Problem to solve: Note every line in the entries that contains the string "struct", and copy it.

Material to process Block Start

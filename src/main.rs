#[tokio::main]
async fn main() {
    if let Err(e) = carebell::run().await {
        tracing::error!(error = %e, "Carebell stopped with an error");
        eprintln!("carebell: {e}");
        std::process::exit(1);
    }
}
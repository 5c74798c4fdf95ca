use std::sync::Arc;
use std::time::Duration;

use async_trait::async_trait;
use futures_util::future::join_all;
use serde::{Deserialize, Serialize};
use thiserror::Error;

use super::render::RenderedMessage;
use crate::config::PushConfig;

/// Data carried with the notification and read back when it is clicked.
#[derive(Debug, Clone, PartialEq, Eq, Serialize, Deserialize)]
pub struct PushData {
    /// Text to speak aloud.
    pub message: String,
    /// Client URL to focus or open.
    pub url: String,
}

#[derive(Debug, Clone, PartialEq, Eq, Serialize, Deserialize)]
pub struct PushPayload {
    pub title: String,
    pub body: String,
    pub data: PushData,
}

impl PushPayload {
    pub fn new(message: &RenderedMessage, speak_text: &str, origin_url: &str) -> Self {
        Self {
            title: message.title.clone(),
            body: message.body.clone(),
            data: PushData {
                message: speak_text.to_string(),
                url: origin_url.to_string(),
            },
        }
    }
}

#[derive(Error, Debug, Clone, PartialEq, Eq)]
pub enum PushError {
    /// The gateway says this token will never accept deliveries again.
    #[error("Push token is no longer registered: {0}")]
    InvalidToken(String),

    #[error("Push transport error: {0}")]
    Transport(String),

    #[error("Push gateway rejected the message ({status}): {body}")]
    Rejected { status: u16, body: String },
}

impl PushError {
    pub fn is_invalid_token(&self) -> bool {
        matches!(self, Self::InvalidToken(_))
    }
}

/// Delivery to one device token.
#[async_trait]
pub trait PushChannel: Send + Sync {
    fn name(&self) -> &'static str;

    async fn send(&self, token: &str, payload: &PushPayload) -> Result<(), PushError>;
}

#[derive(Debug, Clone, PartialEq, Eq)]
pub struct TokenFailure {
    pub token: String,
    pub error: PushError,
}

/// Outcome of fanning one payload out to every token of a user.
#[derive(Debug, Clone, Default, PartialEq, Eq)]
pub struct DeliveryReport {
    pub attempted: usize,
    pub delivered: usize,
    pub failures: Vec<TokenFailure>,
}

impl DeliveryReport {
    /// At least one device accepted the message.
    pub fn is_success(&self) -> bool {
        self.delivered > 0
    }

    pub fn had_no_tokens(&self) -> bool {
        self.attempted == 0
    }

    pub fn invalid_tokens(&self) -> Vec<String> {
        self.failures
            .iter()
            .filter(|f| f.error.is_invalid_token())
            .map(|f| f.token.clone())
            .collect()
    }
}

/// Send `payload` to every token concurrently. One token failing never
/// prevents delivery to the others.
pub async fn deliver_to_all(
    channel: &dyn PushChannel,
    tokens: &[String],
    payload: &PushPayload,
) -> DeliveryReport {
    let results = join_all(tokens.iter().map(|token| async move {
        (token, channel.send(token, payload).await)
    }))
    .await;

    let mut report = DeliveryReport {
        attempted: tokens.len(),
        ..DeliveryReport::default()
    };
    for (token, result) in results {
        match result {
            Ok(()) => report.delivered += 1,
            Err(error) => {
                tracing::debug!(
                    channel = channel.name(),
                    error = %error,
                    "Push delivery to one token failed"
                );
                report.failures.push(TokenFailure {
                    token: token.clone(),
                    error,
                });
            }
        }
    }
    report
}

/// Channel chosen from configuration: HTTP gateway when a URL is set,
/// otherwise a channel that refuses every send.
pub fn channel_from_config(config: &PushConfig) -> Result<Arc<dyn PushChannel>, PushError> {
    match config.gateway_url.as_deref() {
        Some(url) => Ok(Arc::new(HttpPushChannel::new(
            url,
            config.api_key.clone(),
            config.timeout,
        )?)),
        None => {
            tracing::warn!("No push gateway configured; reminders will stay pending");
            Ok(Arc::new(DisabledPushChannel))
        }
    }
}

/// Web-push gateway speaking an FCM-v1-shaped JSON message.
pub struct HttpPushChannel {
    gateway_url: String,
    api_key: Option<String>,
    client: reqwest::Client,
    timeout: Duration,
}

impl HttpPushChannel {
    pub fn new(gateway_url: &str, api_key: Option<String>, timeout: Duration) -> Result<Self, PushError> {
        let client = reqwest::Client::builder()
            .timeout(timeout)
            .build()
            .map_err(|e| PushError::Transport(e.to_string()))?;

        Ok(Self {
            gateway_url: gateway_url.trim_end_matches('/').to_string(),
            api_key,
            client,
            timeout,
        })
    }
}

#[derive(Serialize)]
struct GatewayRequest<'a> {
    message: GatewayMessage<'a>,
}

#[derive(Serialize)]
struct GatewayMessage<'a> {
    token: &'a str,
    notification: GatewayNotification<'a>,
    data: &'a PushData,
    webpush: GatewayWebPush<'a>,
}

#[derive(Serialize)]
struct GatewayNotification<'a> {
    title: &'a str,
    body: &'a str,
}

#[derive(Serialize)]
struct GatewayWebPush<'a> {
    fcm_options: GatewayLink<'a>,
}

#[derive(Serialize)]
struct GatewayLink<'a> {
    link: &'a str,
}

fn gateway_request<'a>(token: &'a str, payload: &'a PushPayload) -> GatewayRequest<'a> {
    GatewayRequest {
        message: GatewayMessage {
            token,
            notification: GatewayNotification {
                title: &payload.title,
                body: &payload.body,
            },
            data: &payload.data,
            webpush: GatewayWebPush {
                fcm_options: GatewayLink {
                    link: &payload.data.url,
                },
            },
        },
    }
}

/// Map a non-success gateway response to an error.
fn classify_rejection(token: &str, status: u16, body: String) -> PushError {
    // INVALID_ARGUMENT also covers payload problems, so it never prunes a token.
    const UNREGISTERED_MARKERS: &[&str] = &["UNREGISTERED", "registration-token-not-registered"];

    let unregistered = matches!(status, 404 | 410)
        || (status == 400 && UNREGISTERED_MARKERS.iter().any(|m| body.contains(m)));
    if unregistered {
        PushError::InvalidToken(token.to_string())
    } else {
        PushError::Rejected { status, body }
    }
}

#[async_trait]
impl PushChannel for HttpPushChannel {
    fn name(&self) -> &'static str {
        "http"
    }

    async fn send(&self, token: &str, payload: &PushPayload) -> Result<(), PushError> {
        let mut request = self
            .client
            .post(&self.gateway_url)
            .json(&gateway_request(token, payload));
        if let Some(key) = &self.api_key {
            request = request.bearer_auth(key);
        }

        let response = request.send().await.map_err(|e| {
            if e.is_timeout() {
                PushError::Transport(format!(
                    "Request timed out after {}s",
                    self.timeout.as_secs()
                ))
            } else {
                PushError::Transport(e.to_string())
            }
        })?;

        let status = response.status();
        if status.is_success() {
            return Ok(());
        }
        let body = response.text().await.unwrap_or_default();
        Err(classify_rejection(token, status.as_u16(), body))
    }
}

/// Used when no gateway is configured.
pub struct DisabledPushChannel;

#[async_trait]
impl PushChannel for DisabledPushChannel {
    fn name(&self) -> &'static str {
        "disabled"
    }

    async fn send(&self, _token: &str, _payload: &PushPayload) -> Result<(), PushError> {
        Err(PushError::Transport("push delivery is not configured".into()))
    }
}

Material to process Block End

Solution for this exercise:
pub struct PushData {
pub struct PushPayload {
pub struct TokenFailure {
pub struct DeliveryReport {
pub struct HttpPushChannel {
struct GatewayRequest<'a> {
struct GatewayMessage<'a> {
struct GatewayNotification<'a> {
struct GatewayWebPush<'a> {
struct GatewayLink<'a> {
pub struct DisabledPushChannel;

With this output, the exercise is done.